◆ **TASK PROMPT**: Would you restate the entries below word for word, starting at the first line and ending with the one that has "a given directory."?
:: GIVEN RECORDS
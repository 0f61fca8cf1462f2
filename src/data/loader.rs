// ============================================================
// Layer 4 — Chapter Loader
// ============================================================
// Loads the chapter files produced by the offline PDF splitter.
//
// Expected layout:
//   data/chapters/
//     chapter_01.txt   ← "Title: Getting Started\n..."
//     chapter_02.txt   ← "Title: Variables and Simple Data Types\n..."
//     ...
//
// Rules:
//   - Only regular `*.txt` files directly inside the directory
//     (no recursion, hidden files skipped)
//   - Files are read in filename order so the corpus is
//     reproducible between runs
//   - A file or directory entry that cannot be read
//     (permissions, invalid UTF-8) is logged and skipped; the
//     rest of the batch still loads
//   - A missing directory gives an empty corpus, not an error
//
// Reference: Rust Book §9 (Error Handling)
//            Rust Book §12 (Reading a File)

use anyhow::{Context, Result};
use std::{
    fs, io,
    path::{Path, PathBuf},
};

use crate::domain::document::Document;
use crate::domain::traits::DocumentSource;

/// Loads all `.txt` chapters from a given directory.
pub struct ChapterLoader {
    /// Directory containing the chapter files
    dir: PathBuf,
}

impl ChapterLoader {
    /// Create a new ChapterLoader pointed at a directory
    pub fn new(dir: impl Into<PathBuf>) -> Self {
        Self { dir: dir.into() }
    }

    /// Collect the chapter file paths, sorted by filename.
    fn chapter_paths(&self) -> Result<Vec<PathBuf>> {
        let entries = fs::read_dir(&self.dir)
            .with_context(|| format!("Cannot read directory '{}'", self.dir.display()))?;

        Ok(select_chapter_paths(entries.map(|entry| entry.map(|e| e.path()))))
    }
}

/// Keep the chapter files among the listed paths, sorted by filename.
/// An entry that cannot be listed is logged and skipped.
fn select_chapter_paths(entries: impl IntoIterator<Item = io::Result<PathBuf>>) -> Vec<PathBuf> {
    let mut paths = Vec::new();

    for entry in entries {
        match entry {
            Ok(path) if is_chapter_file(&path) => paths.push(path),
            Ok(_) => {}
            Err(e) => tracing::warn!("Skipping unreadable directory entry: {}", e),
        }
    }

    paths.sort_by(|a, b| a.file_name().cmp(&b.file_name()));
    paths
}

impl DocumentSource for ChapterLoader {
    fn load_all(&self) -> Result<Vec<Document>> {
        if !self.dir.exists() {
            tracing::warn!(
                "Chapters directory '{}' does not exist, returning empty corpus",
                self.dir.display()
            );
            return Ok(Vec::new());
        }

        let paths = self.chapter_paths()?;
        tracing::info!("Found {} chapter files", paths.len());

        let mut docs = Vec::with_capacity(paths.len());
        for path in paths {
            match load_single_chapter(&path) {
                Ok(doc) => {
                    tracing::debug!(
                        "Loaded: {} '{}' ({} chars)",
                        doc.id,
                        doc.title,
                        doc.content.len()
                    );
                    docs.push(doc);
                }
                Err(e) => {
                    tracing::warn!("Error reading '{}': {:#}", path.display(), e);
                }
            }
        }

        tracing::info!("Loaded {} chapters", docs.len());
        Ok(docs)
    }
}

/// A chapter file is a regular, non-hidden file ending in `.txt`.
fn is_chapter_file(path: &Path) -> bool {
    let hidden = path
        .file_name()
        .and_then(|n| n.to_str())
        .map_or(true, |n| n.starts_with('.'));

    !hidden
        && path.is_file()
        && path.extension().and_then(|e| e.to_str()) == Some("txt")
}

/// Read one chapter file into a Document.
fn load_single_chapter(path: &Path) -> Result<Document> {
    let content = fs::read_to_string(path)
        .with_context(|| format!("Cannot read '{}'", path.display()))?;

    let id = path
        .file_name()
        .and_then(|n| n.to_str())
        .unwrap_or("unknown")
        .to_string();

    Ok(Document::from_text(id, content))
}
::::
◆ **FINISHED EXERCISE**:
repository 0f61fca8cf1462f2
filename src/data/loader.rs
// ============================================================
// Layer 4 — Chapter Loader
// ============================================================
// Loads the chapter files produced by the offline PDF splitter.
//
// Expected layout:
//   data/chapters/
//     chapter_01.txt   ← "Title: Getting Started\n..."
//     chapter_02.txt   ← "Title: Variables and Simple Data Types\n..."
//     ...
//
// Rules:
//   - Only regular `*.txt` files directly inside the directory
//     (no recursion, hidden files skipped)
//   - Files are read in filename order so the corpus is
//     reproducible between runs
//   - A file or directory entry that cannot be read
//     (permissions, invalid UTF-8) is logged and skipped; the
//     rest of the batch still loads
//   - A missing directory gives an empty corpus, not an error
//
// Reference: Rust Book §9 (Error Handling)
//            Rust Book §12 (Reading a File)

use anyhow::{Context, Result};
use std::{
    fs, io,
    path::{Path, PathBuf},
};

use crate::domain::document::Document;
use crate::domain::traits::DocumentSource;

/// Loads all `.txt` chapters from a given directory.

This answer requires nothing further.